Skip to main content

Notice

Please note that most of the software linked on this forum is likely to be safe to use. If you are unsure, feel free to ask in the relevant topics, or send a private message to an administrator or moderator. To help curb the problems of false positives, or in the event that you do find actual malware, you can contribute through the article linked here.
Topic: TAK 2.3.3 (Read 1829 times) previous topic - next topic
0 Members and 1 Guest are viewing this topic.

TAK 2.3.3

Final release of TAK 2.3.3 ((T)om's lossless (A)udio (K)ompressor)

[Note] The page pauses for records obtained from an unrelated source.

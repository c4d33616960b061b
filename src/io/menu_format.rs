//! CSV format handling for the cafe menu
//!
//! This module centralizes menu format concerns:
//! - MenuCsvRecord structure for deserialization
//! - Conversion from CSV records to validated MenuItems
//! - Grouping of parsed items into a MenuByCategory
//!
//! All functions are pure (no I/O) for easy testing.

use crate::types::{GeneratorError, MenuByCategory, MenuItem, LIST_SEPARATOR};
use csv::{ReaderBuilder, Trim};
use rust_decimal::Decimal;
use serde::Deserialize;
use std::str::FromStr;

/// CSV record structure for deserialization
///
/// Matches the menu columns: Category, Item, Price (INR).
/// Any extra columns in the source are ignored.
#[derive(Debug, Deserialize, Clone, PartialEq)]
pub struct MenuCsvRecord {
    #[serde(rename = "Category")]
    pub category: String,
    #[serde(rename = "Item")]
    pub item: String,
    #[serde(rename = "Price (INR)")]
    pub price: String,
}

/// Convert a MenuCsvRecord to a MenuItem
///
/// Rejects empty names or categories, names containing the `", "` list
/// separator of the transaction output, and prices that are not a
/// non-negative decimal number.
pub fn convert_menu_record(record: MenuCsvRecord) -> Result<MenuItem, String> {
    let category = record.category.trim();
    let name = record.item.trim();
    let price_str = record.price.trim();

    if category.is_empty() {
        return Err(format!("Item '{}' has an empty category", name));
    }
    if name.is_empty() {
        return Err(format!("Empty item name in category '{}'", category));
    }
    if name.contains(LIST_SEPARATOR) {
        return Err(format!(
            "Item name '{}' contains the list separator '{}'",
            name, LIST_SEPARATOR
        ));
    }

    let price = Decimal::from_str(price_str)
        .map_err(|_| format!("Invalid price '{}' for item '{}'", price_str, name))?;
    if price.is_sign_negative() && !price.is_zero() {
        return Err(format!("Negative price '{}' for item '{}'", price_str, name));
    }

    Ok(MenuItem::new(name, category, price))
}

/// Parse raw menu CSV text into an ordered list of items
///
/// Blank lines are skipped and fields are trimmed. The first malformed
/// row aborts parsing with a `ParseError` carrying its line number.
pub fn parse_menu_items(data: &str) -> Result<Vec<MenuItem>, GeneratorError> {
    let mut reader = ReaderBuilder::new()
        .trim(Trim::All)
        .from_reader(data.as_bytes());

    let headers = reader.headers()?.clone();
    let mut items = Vec::new();

    for result in reader.records() {
        let record = result?;
        let line = record.position().map(|pos| pos.line());

        let csv_record: MenuCsvRecord = record
            .deserialize(Some(&headers))
            .map_err(|e| GeneratorError::parse_error(line, e))?;

        let item = convert_menu_record(csv_record)
            .map_err(|e| GeneratorError::parse_error(line, e))?;
        items.push(item);
    }

    Ok(items)
}

/// Parse raw menu CSV text and group it by category
pub fn parse_menu(data: &str) -> Result<MenuByCategory, GeneratorError> {
    parse_menu_items(data).map(MenuByCategory::from_items)
}
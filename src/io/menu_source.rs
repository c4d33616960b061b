//! Menu sources
//!
//! The menu CSV is fetched once at startup, either from a local file or
//! over HTTP. Both paths sit behind the `MenuSource` trait so the pipeline
//! (and its tests) never care where the text came from.
//!
//! Any failure to obtain the text (missing file, connection refused,
//! non-2xx status, timeout) surfaces as `GeneratorError::SourceUnavailable`.

use crate::types::GeneratorError;
use std::path::PathBuf;
use std::time::Duration;
use tracing::debug;

/// Default HTTP fetch timeout
pub const DEFAULT_FETCH_TIMEOUT: Duration = Duration::from_secs(30);

/// Source of raw menu CSV text
pub trait MenuSource {
    /// Fetch the complete menu text
    fn fetch(&self) -> Result<String, GeneratorError>;

    /// Human-readable location, used in logs and errors
    fn describe(&self) -> String;
}

/// Menu read from a local file
#[derive(Debug, Clone)]
pub struct FileMenuSource {
    path: PathBuf,
}

impl FileMenuSource {
    pub fn new(path: impl Into<PathBuf>) -> Self {
        Self { path: path.into() }
    }
}

impl MenuSource for FileMenuSource {
    fn fetch(&self) -> Result<String, GeneratorError> {
        debug!(path = %self.path.display(), "Reading menu file");
        std::fs::read_to_string(&self.path)
            .map_err(|e| GeneratorError::source_unavailable(&self.describe(), e))
    }

    fn describe(&self) -> String {
        self.path.display().to_string()
    }
}

/// Menu downloaded over HTTP(S)
///
/// The download runs on a single-threaded tokio runtime created for the
/// call; the rest of the program stays synchronous.
#[derive(Debug, Clone)]
pub struct HttpMenuSource {
    url: String,
    timeout: Duration,
}

impl HttpMenuSource {
    pub fn new(url: impl Into<String>, timeout: Duration) -> Self {
        Self {
            url: url.into(),
            timeout,
        }
    }

    async fn download(&self) -> Result<String, reqwest::Error> {
        let client = reqwest::Client::builder().timeout(self.timeout).build()?;
        let response = client.get(&self.url).send().await?.error_for_status()?;
        response.text().await
    }

    fn describe_error(&self, error: reqwest::Error) -> String {
        if error.is_timeout() {
            format!("request timed out after {}s", self.timeout.as_secs_f64())
        } else if let Some(status) = error.status() {
            format!("server responded with status {}", status)
        } else {
            error.to_string()
        }
    }
}

impl MenuSource for HttpMenuSource {
    fn fetch(&self) -> Result<String, GeneratorError> {
        let runtime = tokio::runtime::Builder::new_current_thread()
            .enable_all()
            .build()
            .map_err(|e| {
                GeneratorError::source_unavailable(
                    &self.url,
                    format!("Failed to create tokio runtime: {}", e),
                )
            })?;

        debug!(url = %self.url, timeout = ?self.timeout, "Downloading menu");
        runtime
            .block_on(self.download())
            .map_err(|e| GeneratorError::source_unavailable(&self.url, self.describe_error(e)))
    }

    fn describe(&self) -> String {
        self.url.clone()
    }
}

/// Create a menu source for a location
///
/// `http://` and `https://` locations are downloaded; anything else is
/// treated as a file path.
pub fn create_menu_source(location: &str, timeout: Duration) -> Box<dyn MenuSource> {
    let lower = location.to_ascii_lowercase();
    if lower.starts_with("http://") || lower.starts_with("https://") {
        Box::new(HttpMenuSource::new(location, timeout))
    } else {
        Box::new(FileMenuSource::new(location))
    }
}

#[cfg(test)]
mod tests {
    use super::*;
    use std::io::{Read, Write};
    use std::net::TcpListener;
    use std::thread;
    use tempfile::NamedTempFile;

    const MENU: &str = "Category,Item,Price (INR)\nCoffee,Espresso,100\n";

    /// Serve a single HTTP response on a local port and return its URL
    fn serve_once(status_line: &'static str, body: &'static str) -> String {
        let listener = TcpListener::bind("127.0.0.1:0").expect("Failed to bind listener");
        let addr = listener.local_addr().unwrap();

        thread::spawn(move || {
            if let Ok((mut stream, _)) = listener.accept() {
                let mut buf = [0u8; 4096];
                let mut request = Vec::new();
                while !request.windows(4).any(|w| w == b"\r\n\r\n") {
                    match stream.read(&mut buf) {
                        Ok(0) | Err(_) => break,
                        Ok(n) => request.extend_from_slice(&buf[..n]),
                    }
                }
                let response = format!(
                    "HTTP/1.1 {}\r\nContent-Type: text/csv\r\nContent-Length: {}\r\nConnection: close\r\n\r\n{}",
                    status_line,
                    body.len(),
                    body
                );
                let _ = stream.write_all(response.as_bytes());
            }
        });

        format!("http://{}/menu.csv", addr)
    }

    #[test]
    fn test_file_source_reads_file() {
        let mut file = NamedTempFile::new().expect("Failed to create temp file");
        file.write_all(MENU.as_bytes()).unwrap();
        file.flush().unwrap();

        let source = FileMenuSource::new(file.path());
        assert_eq!(source.fetch().unwrap(), MENU);
    }

    #[test]
    fn test_file_source_missing_file() {
        let source = FileMenuSource::new("definitely/not/here/menu.csv");
        match source.fetch() {
            Err(GeneratorError::SourceUnavailable { location, .. }) => {
                assert_eq!(location, "definitely/not/here/menu.csv")
            }
            other => panic!("Expected SourceUnavailable, got {:?}", other),
        }
    }

    #[test]
    fn test_http_source_downloads_body() {
        let url = serve_once("200 OK", MENU);
        let source = HttpMenuSource::new(url, Duration::from_secs(5));
        assert_eq!(source.fetch().unwrap(), MENU);
    }

    #[test]
    fn test_http_source_error_status() {
        let url = serve_once("404 Not Found", "missing");
        let source = HttpMenuSource::new(url.clone(), Duration::from_secs(5));

        match source.fetch() {
            Err(GeneratorError::SourceUnavailable { location, message }) => {
                assert_eq!(location, url);
                assert!(message.contains("404"), "unexpected message: {}", message);
            }
            other => panic!("Expected SourceUnavailable, got {:?}", other),
        }
    }

    #[test]
    fn test_http_source_connection_refused() {
        // Bind then drop to get a port nothing listens on
        let port = TcpListener::bind("127.0.0.1:0")
            .unwrap()
            .local_addr()
            .unwrap()
            .port();
        let source = HttpMenuSource::new(
            format!("http://127.0.0.1:{}/menu.csv", port),
            Duration::from_secs(5),
        );

        assert!(matches!(
            source.fetch(),
            Err(GeneratorError::SourceUnavailable { .. })
        ));
    }

    #[test]
    fn test_http_source_timeout() {
        let listener = TcpListener::bind("127.0.0.1:0").unwrap();
        let addr = listener.local_addr().unwrap();
        thread::spawn(move || {
            // Accept and hold the connection without answering
            if let Ok((stream, _)) = listener.accept() {
                thread::sleep(Duration::from_secs(3));
                drop(stream);
            }
        });

        let source = HttpMenuSource::new(
            format!("http://{}/menu.csv", addr),
            Duration::from_millis(200),
        );

        match source.fetch() {
            Err(GeneratorError::SourceUnavailable { message, .. }) => {
                assert!(message.contains("timed out"), "unexpected message: {}", message)
            }
            other => panic!("Expected SourceUnavailable, got {:?}", other),
        }
    }

    #[test]
    fn test_create_menu_source_picks_by_scheme() {
        let timeout = Duration::from_secs(1);
        assert_eq!(
            create_menu_source("https://example.com/menu.csv", timeout).describe(),
            "https://example.com/menu.csv"
        );
        assert_eq!(
            create_menu_source("HTTP://example.com/menu.csv", timeout).describe(),
            "HTTP://example.com/menu.csv"
        );
        assert_eq!(
            create_menu_source("data/menu.csv", timeout).describe(),
            "data/menu.csv"
        );
    }
}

This release brings an 64-bit decoder library and better unicode support for the GUI version.

It consists of:

  • TAK Applications 2.3.3.
  • TAK Winamp plugin 2.3.3
  • TAK Decoder library 2.3.3 (x86/x64)
  • TAK SDK 2.3.3

 

Re: TAK 2.3.3

Reply #1
What's new

New features:

  • An 64-bit decoder library for the SDK.
  • I have also created 64-bit versions of the applications. As expected they are bigger and slower without any advantage. As long as Windows supports 32-bit applications i see no reason to release them. But i will continously maintain them, so that they are ready when needed.
  • Unicode support of the GUI version is no longer limited to the open file dialogs. The required switch to a newer version of my development environment is responsible for a 3.5 times bigger program file.

Improvements:

  • Tiny encoding speed improvements of not more than 3 percent for Intel cpus based upon the skylake microarchitecture (6th to 10th Generation Core). I could have squeezed out more but only at the expense of significantly slower processing on older platforms. As rule of thumb i am taking into account cpu microarchitectures of the last 10 years.

Results

Here the results for my primary file set.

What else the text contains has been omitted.